Freios ótimos para uma moto custom.
Ainda com a Scout parada, apoiada sobre o cavalete lateral, pode-se observar o cuidado no tratamento do revestimento do banco. Feito de couro autêntico faz lembrar os carros de luxo. Inicialmente fiquei preocupado com esse couro exposto às intempéries, mas depois lembrei da minha vida de sitiante e nunca vi um boi se desmanchando no sol. Acho que depois de alguns anos esse couro vai adquirir aquele aspecto de couro amaciado e ficar ainda mais charmoso.
Para encerrar a primeira impressão visual, as rodas são de liga leve e o pneu dianteiro é de largo e de perfil alto (130/90-16), respeitando esse estilo clássico. Quanto à roda raiada, de fato seria mais tradicional, mas a segurança do pneu sem câmera compensa sair fora da regra.

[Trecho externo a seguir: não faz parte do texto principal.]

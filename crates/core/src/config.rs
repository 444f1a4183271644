//! Configuration provider - difficulty, debug flag and presentation toggles
//!
//! Engines never hold a configuration value of their own. They keep a
//! reference to a [`ConfigProvider`] and take one [`AdvisorConfig`] snapshot at
//! the start of every operation, so a change made mid-call only shows up on the
//! next call.

use std::fmt;
use std::sync::{Arc, RwLock};

use log::warn;

/// Settings read by every engine operation
#[derive(Debug, Clone, Copy, PartialEq)]
pub struct AdvisorConfig {
    /// Hint tier selector in `[0, 1]`; lower means more help
    pub difficulty: f64,
    pub debug_mode: bool,
    pub show_confidence: bool,
    pub show_alternatives: bool,
    pub educational_mode: bool,
    /// Enables strategic food placement for the movement game
    pub challenge_mode: bool,
}

impl Default for AdvisorConfig {
    fn default() -> Self {
        Self {
            difficulty: 0.5,
            debug_mode: false,
            show_confidence: true,
            show_alternatives: true,
            educational_mode: false,
            challenge_mode: false,
        }
    }
}

impl AdvisorConfig {
    /// Load settings from environment variables, falling back to defaults
    pub fn from_env() -> Self {
        use std::env;

        let defaults = Self::default();

        let difficulty = env::var("ADVISOR_DIFFICULTY")
            .ok()
            .and_then(|s| s.trim().parse::<f64>().ok())
            .and_then(|v| validate_difficulty(v).ok())
            .unwrap_or(defaults.difficulty);

        let flag = |name: &str, default: bool| {
            env::var(name)
                .map(|v| v == "1" || v.to_lowercase() == "true")
                .unwrap_or(default)
        };

        Self {
            difficulty,
            debug_mode: flag("ADVISOR_DEBUG", defaults.debug_mode),
            show_confidence: flag("ADVISOR_SHOW_CONFIDENCE", defaults.show_confidence),
            show_alternatives: flag("ADVISOR_SHOW_ALTERNATIVES", defaults.show_alternatives),
            educational_mode: flag("ADVISOR_EDUCATIONAL", defaults.educational_mode),
            challenge_mode: flag("ADVISOR_CHALLENGE", defaults.challenge_mode),
        }
    }
}

#[derive(Debug, Clone, Copy, PartialEq, Eq)]
pub enum ConfigError {
    NonFiniteDifficulty,
}

impl ConfigError {
    pub fn code(self) -> &'static str {
        match self {
            ConfigError::NonFiniteDifficulty => "invalid_difficulty",
        }
    }

    pub fn message(self) -> &'static str {
        match self {
            ConfigError::NonFiniteDifficulty => "difficulty must be a finite number",
        }
    }
}

impl fmt::Display for ConfigError {
    fn fmt(&self, f: &mut fmt::Formatter<'_>) -> fmt::Result {
        f.write_str(self.message())
    }
}

impl std::error::Error for ConfigError {}

/// Finite values are clamped into `[0, 1]`; NaN and infinities are rejected.
pub fn validate_difficulty(level: f64) -> Result<f64, ConfigError> {
    if !level.is_finite() {
        return Err(ConfigError::NonFiniteDifficulty);
    }
    Ok(level.clamp(0.0, 1.0))
}

/// Source of the settings an engine reads per call
pub trait ConfigProvider: Send + Sync {
    /// Copy of the current settings
    fn snapshot(&self) -> AdvisorConfig;

    /// Apply an arbitrary edit. Implementations must keep difficulty valid.
    fn update(&self, edit: &mut dyn FnMut(&mut AdvisorConfig));

    /// Rejected values leave the previous difficulty in effect.
    fn set_difficulty(&self, level: f64) -> Result<(), ConfigError> {
        let level = validate_difficulty(level).inspect_err(|e| {
            warn!("rejected difficulty {}: {}", level, e);
        })?;
        self.update(&mut |cfg: &mut AdvisorConfig| cfg.difficulty = level);
        Ok(())
    }

    fn set_debug_mode(&self, enabled: bool) {
        self.update(&mut |cfg: &mut AdvisorConfig| cfg.debug_mode = enabled);
    }
}

/// Provider shared by any number of engines; clones see the same settings.
#[derive(Debug, Clone, Default)]
pub struct SharedConfig {
    inner: Arc<RwLock<AdvisorConfig>>,
}

impl SharedConfig {
    pub fn new(config: AdvisorConfig) -> Self {
        let mut config = config;
        config.difficulty = validate_difficulty(config.difficulty).unwrap_or(0.5);
        Self {
            inner: Arc::new(RwLock::new(config)),
        }
    }

    pub fn from_env() -> Self {
        Self::new(AdvisorConfig::from_env())
    }
}

impl ConfigProvider for SharedConfig {
    fn snapshot(&self) -> AdvisorConfig {
        // A panic while holding the lock cannot leave a half-written Copy value.
        match self.inner.read() {
            Ok(guard) => *guard,
            Err(poisoned) => *poisoned.into_inner(),
        }
    }

    fn update(&self, edit: &mut dyn FnMut(&mut AdvisorConfig)) {
        let mut guard = match self.inner.write() {
            Ok(guard) => guard,
            Err(poisoned) => poisoned.into_inner(),
        };
        let previous = *guard;
        edit(&mut *guard);
        match validate_difficulty(guard.difficulty) {
            Ok(level) => guard.difficulty = level,
            Err(e) => {
                warn!("rejected difficulty {}: {}", guard.difficulty, e);
                guard.difficulty = previous.difficulty;
            }
        }
    }
}

#[cfg(test)]
mod tests {
    use super::*;

    #[test]
    fn non_finite_difficulty_keeps_previous_value() {
        let config = SharedConfig::default();
        assert!(config.set_difficulty(0.2).is_ok());

        assert_eq!(
            config.set_difficulty(f64::NAN),
            Err(ConfigError::NonFiniteDifficulty)
        );
        assert!(config.set_difficulty(f64::INFINITY).is_err());
        assert_eq!(config.snapshot().difficulty, 0.2);
    }

    #[test]
    fn finite_difficulty_is_clamped() {
        let config = SharedConfig::default();
        config.set_difficulty(7.5).unwrap();
        assert_eq!(config.snapshot().difficulty, 1.0);
        config.set_difficulty(-3.0).unwrap();
        assert_eq!(config.snapshot().difficulty, 0.0);
    }

    #[test]
    fn update_cannot_smuggle_in_nan() {
        let config = SharedConfig::default();
        config.update(&mut |cfg: &mut AdvisorConfig| {
            cfg.difficulty = f64::NAN;
            cfg.educational_mode = true;
        });
        let snap = config.snapshot();
        assert_eq!(snap.difficulty, 0.5);
        assert!(snap.educational_mode);
    }

    #[test]
    fn clones_share_settings() {
        let a = SharedConfig::default();
        let b = a.clone();
        a.set_debug_mode(true);
        assert!(b.snapshot().debug_mode);
    }

    #[test]
    fn new_sanitizes_initial_difficulty() {
        let config = SharedConfig::new(AdvisorConfig {
            difficulty: f64::NAN,
            ..AdvisorConfig::default()
        });
        assert_eq!(config.snapshot().difficulty, 0.5);
    }
}
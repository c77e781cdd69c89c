use proptest::prelude::*;
use std::collections::HashSet;
use xcstrings_enum::{
    Grammar, KeywordSet, group, is_identifier, render,
    renderer::{render_case, swift_string_literal},
    synthesize,
    template::MEMBER_NAMES,
};

fn reserved() -> KeywordSet {
    KeywordSet::new(["continue", "default"]).expect("valid keywords")
}

fn any_key_strategy() -> impl Strategy<Value = String> {
    prop_oneof![
        any::<String>(),
        proptest::string::string_regex("[A-Za-z_][A-Za-z0-9_]{0,12}").expect("valid key regex"),
        proptest::string::string_regex("[A-Za-z0-9 _\\-\\.,!\\?%@]{0,20}").expect("valid key regex"),
        Just("continue".to_string()),
        Just("default".to_string()),
        Just("`default`".to_string()),
        proptest::string::string_regex("`?[a-z_ ]{1,8}`?").expect("valid key regex"),
    ]
}

/// Keys drawn from a tiny alphabet so that folds collide often.
fn colliding_keys_strategy() -> impl Strategy<Value = Vec<String>> {
    prop::collection::hash_set(
        proptest::string::string_regex("[aAbB][ _\\-]?[aAbB2]?[ !]?").expect("valid key regex"),
        1..12,
    )
    .prop_map(|set| set.into_iter().collect())
}

proptest! {
    #![proptest_config(ProptestConfig::with_cases(256))]

    #[test]
    fn synthesized_identifiers_are_legal(key in any_key_strategy()) {
        let grammar = Grammar::swift();
        let entry = synthesize(&key, &reserved(), &grammar).unwrap();
        prop_assert!(is_identifier(entry.identifier.name()), "{:?}", entry);
        prop_assert_eq!(grammar.unescape(entry.identifier.declaration()), entry.identifier.name());
    }

    #[test]
    fn legal_unreserved_keys_are_verbatim(key in "[A-Za-z_][A-Za-z0-9_]{0,12}") {
        prop_assume!(!reserved().contains(&key));
        prop_assume!(key != "_");
        let entry = synthesize(&key, &reserved(), &Grammar::swift()).unwrap();
        prop_assert_eq!(entry.identifier.declaration(), key.as_str());
        prop_assert!(entry.matches_key);
        prop_assert!(!entry.escaped);
    }

    #[test]
    fn matches_key_iff_name_equals_key(key in any_key_strategy()) {
        let entry = synthesize(&key, &reserved(), &Grammar::swift()).unwrap();
        prop_assert_eq!(entry.matches_key, entry.identifier.name() == key);
        prop_assert_eq!(entry.escaped, reserved().contains(entry.identifier.name()));
    }

    #[test]
    fn grouped_identifiers_are_unique(keys in colliding_keys_strategy()) {
        let group = group(&keys, &reserved(), &Grammar::swift()).unwrap();
        prop_assert_eq!(group.len(), keys.len());

        let mut seen = HashSet::new();
        for entry in group.iter() {
            prop_assert!(is_identifier(entry.identifier.name()));
            prop_assert!(seen.insert(entry.identifier.declaration().to_string()), "duplicate {:?}", entry);
        }
    }

    #[test]
    fn groups_preserve_input_order(keys in colliding_keys_strategy()) {
        let group = group(&keys, &reserved(), &Grammar::swift()).unwrap();
        let position = |key: &str| keys.iter().position(|k| k == key).unwrap();

        for pair in group.verbatim.windows(2) {
            prop_assert!(position(&pair[0].key) < position(&pair[1].key));
        }
        for pair in group.renamed.windows(2) {
            prop_assert!(position(&pair[0].key) < position(&pair[1].key));
        }
    }

    #[test]
    fn grouping_and_rendering_are_deterministic(keys in colliding_keys_strategy()) {
        let first = group(&keys, &reserved(), &Grammar::swift()).unwrap();
        let second = group(&keys, &reserved(), &Grammar::swift()).unwrap();
        prop_assert_eq!(render(&first), render(&second));
        prop_assert_eq!(first, second);
    }

    #[test]
    fn member_names_are_never_emitted(keys in prop::collection::hash_set(
        prop_oneof![Just("key".to_string()), Just("string".to_string()), Just("Raw value".to_string()), Just("all cases".to_string()), "[a-z]{1,3}"],
        1..6,
    )) {
        let keys: Vec<String> = keys.into_iter().collect();
        let group = xcstrings_enum::group_avoiding(&keys, &reserved(), &Grammar::swift(), MEMBER_NAMES).unwrap();
        for entry in group.iter() {
            prop_assert!(!MEMBER_NAMES.contains(&entry.identifier.name()));
        }
    }

    #[test]
    fn renamed_cases_always_carry_their_key(keys in prop::collection::hash_set(any_key_strategy(), 1..8)) {
        let keys: Vec<String> = keys.into_iter().collect();
        let group = group(&keys, &reserved(), &Grammar::swift()).unwrap();
        let text = render(&group);
        for entry in &group.renamed {
            let line = render_case(entry);
            let raw_value = format!(" = {}", swift_string_literal(&entry.key));
            prop_assert!(line.ends_with(&raw_value), "{:?} rendered as {:?}", entry.key, line);
            let line_nl = format!("{}\n", line);
            prop_assert!(text.contains(&line_nl));
        }
    }
}
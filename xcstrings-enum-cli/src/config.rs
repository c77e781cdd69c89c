//! Optional TOML config file.
//!
//! ```toml
//! xcstrings-path = "App/Localizable.xcstrings"
//! output-filename = "App/Generated/XcodeStringKey.swift"
//! enum-name = "XcodeStringKey"
//! enum-typealias = "XCS"
//! extra-keywords = ["key", "string"]
//! sort-keys = true
//! ```

use std::path::Path;

use serde::Deserialize;

/// Settings read from a config file. Every field is optional; command-line
/// flags take precedence.
#[derive(Debug, Clone, Default, PartialEq, Eq, Deserialize)]
#[serde(rename_all = "kebab-case", deny_unknown_fields)]
pub struct FileConfig {
    pub xcstrings_path: Option<String>,
    pub output_filename: Option<String>,
    pub enum_name: Option<String>,
    pub enum_typealias: Option<String>,
    pub no_typealias: Option<bool>,
    pub keywords: Option<Vec<String>>,
    pub extra_keywords: Option<Vec<String>>,
    pub empty_key_sentinel: Option<String>,
    pub no_sentinel: Option<bool>,
    pub table_name: Option<String>,
    pub sort_keys: Option<bool>,
    pub skip_stale: Option<bool>,
}

/// Parse a config file from TOML text
pub fn parse_config(text: &str) -> Result<FileConfig, String> {
    toml::from_str(text).map_err(|e| format!("Invalid config: {}", e))
}

/// Read and parse a config file
pub fn load_config<P: AsRef<Path>>(path: P) -> Result<FileConfig, String> {
    let path = path.as_ref();
    let text = std::fs::read_to_string(path)
        .map_err(|e| format!("Cannot read config {}: {}", path.display(), e))?;
    parse_config(&text)
}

Essa moto combina com cavanhaque branco.
Bem vindo a bordo
Assim que me posicionei na Scout percebi uma sacada da marca: o banco fica bem baixo (635 mm) o que pode facilitar a vida tanto de pessoas mais baixas quanto de mulheres que se sentem mais à vontade pisando com os dois pés bem firmes no chão. Mas pode-se optar por deixar o banco mais alto. Opcional também é o banco de garupa. Mas na versão solteirão ela fica bem mais bonita.
Como de costume, o guidão é largo e as pedaleiras ficam avançadas. Não é a posição de pilotagem dos meus sonhos, mas é típico das custom e só acho que seria bem interessante uma versão esportiva, com guidão reto e pedaleiras mais recuadas, a exemplo da Harley-Davidson 1200 Sport.
Muita calma nas curvas.
Logo ao dar a partida uma surpresa: o baixo nível de vibração – sempre comparado com a concorrente direta, as HD 883 e 1200 – mas sensível pela configuração do motor V2 que desloca 1.133 cm3. Se comparada com as custom V2 japonesas fica no mesmo nível. Os recursos para reduzir os efeitos da vibração começam no grande eixo contra-rotor (balanceiro) do virabrequim e passa pela estrutura dotada de coxins por toda parte.
Além de pouca vibração, com o escapamento original o funcionamento é bem silencioso. Claro que donos de motos custom não conseguem deixar o escape original e precisam infernizar a vida de toda a comunidade com os canos diretos.
Mesmo com o acionamento da embreagem (multidisco em banho de óleo) por cabo não é preciso fazer muita força. A título de curiosidade, a Scout com acionamento a cabo tem embreagem mais suave do que a Chief com acionamento hidráulico!
Tem três opções de cores: veremelho, cinza e preto fosco.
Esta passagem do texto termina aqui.